I would never buy stock in a company like gopro.


----------



## astroNikon (Jan 20, 2015)

Ah yes, Discovery Zone.==> STREET SMARTS - A Lesson From the Playground - NYTimes.com

That is what GoPro reminds me of, from the above article



> Now, shareholders might have avoided these troubles if, back when Discovery Zone was the Wunderkind of Wall Street,* they had asked one question: Exactly what is it that this company is offering that anybody else couldn't copy?* Think about it. Nobody can patent slides or ball bins or trampolines -- the main attractions at Discovery Zone. So if the company proved to be the moneymaker that Wall Street so clearly hoped for, every two-bit operator could open a competitor down the street. And they would be able to avoid whatever mistakes Discovery Zone made along the way as an industry trailblazer.
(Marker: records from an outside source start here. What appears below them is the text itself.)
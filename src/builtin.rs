//! Demonstration tools registered by the `mcp-host` binary.

use serde_json::{json, Value};

use crate::mcp::tools::{ToolCallResult, ToolDefinition};

/// Returns every built-in tool in registration order.
#[must_use]
pub fn tools() -> Vec<ToolDefinition> {
    vec![echo(), add()]
}

/// `echo`: returns `value` unchanged.
#[must_use]
pub fn echo() -> ToolDefinition {
    ToolDefinition::new(
        "echo",
        "Returns the given value unchanged",
        json!({
            "type": "object",
            "properties": {
                "value": { "type": "string", "description": "Text to echo back" }
            },
            "required": ["value"]
        }),
        |args| {
            let value = args.get("value").cloned().unwrap_or(Value::Null);
            ToolCallResult::structured(json!({ "value": value }))
        },
    )
    .with_output_schema(json!({
        "type": "object",
        "properties": { "value": { "type": "string" } },
        "required": ["value"]
    }))
}

/// `add`: sums two numbers.
#[must_use]
pub fn add() -> ToolDefinition {
    ToolDefinition::new(
        "add",
        "Adds two numbers",
        json!({
            "type": "object",
            "properties": {
                "a": { "type": "number" },
                "b": { "type": "number" }
            },
            "required": ["a", "b"]
        }),
        |args| {
            let operands = (
                args.get("a").and_then(Value::as_f64),
                args.get("b").and_then(Value::as_f64),
            );
            match operands {
                (Some(a), Some(b)) => ToolCallResult::structured(json!({ "sum": a + b })),
                _ => ToolCallResult::error("Both 'a' and 'b' must be numbers"),
            }
        },
    )
    .with_output_schema(json!({
        "type": "object",
        "properties": { "sum": { "type": "number" } },
        "required": ["sum"]
    }))
}

#[cfg(test)]
mod tests {
    use super::*;

    #[test]
    fn echo_returns_value() {
        let result = echo().call(json!({"value": "x"})).unwrap();
        assert_eq!(result.structured_content, Some(json!({"value": "x"})));
        assert!(!result.is_error);
    }

    #[test]
    fn echo_requires_value() {
        assert!(echo().call(json!({})).is_err());
    }

    #[test]
    fn add_sums_operands() {
        let result = add().call(json!({"a": 2, "b": 3.5})).unwrap();
        assert_eq!(result.structured_content, Some(json!({"sum": 5.5})));
    }

    #[test]
    fn add_rejects_strings() {
        assert!(add().call(json!({"a": "2", "b": 3})).is_err());
    }

    #[test]
    fn builtins_in_order() {
        let names: Vec<_> = tools().into_iter().map(|t| t.name).collect();
        assert_eq!(names, ["echo", "add"]);
    }
}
> In the end, while Discovery Zone doesn't offer much profit, at least it provides an important lesson for investors: Companies that offer something readily copied should have plenty of playmates in the same business.



I was going to buy into Discovery Zone, until I saw the local Burger King construct a Playland.

Another thing I avoid is investing into something I'm passionate about.  If a new bicycle company came out I'd avoid the stock like the plague, even though I might buy their product.


----------



## NancyMoranG (Jan 23, 2015)

It's my 1st stock and I only bought 50 shares. I think I will be ok and watch it for a while. 
Just learning, usually hubby is the investor. It's been so crazy for so long he hasn't done much of anything in it in a while.
Profits needed for some major camera /lens upgrade 
Nancy


----------



## astroNikon (Jan 23, 2015)

NancyMoranG said:


> It's my 1st stock and I only bought 50 shares. I think I will be ok and watch it for a while.
> Just learning, usually hubby is the investor. It's been so crazy for so long he hasn't done much of anything in it in a while.
> Profits needed for some major camera /lens upgrade
> Nancy


Good luck
Hopefully it will bounce back at the $50 level from it's high of a $100.


----------



## runnah (Jan 23, 2015)

All I know about stocks I learned from "Trading Places".


----------



## astroNikon (Jan 23, 2015)

runnah said:


> All I know about stocks I learned from "Trading Places".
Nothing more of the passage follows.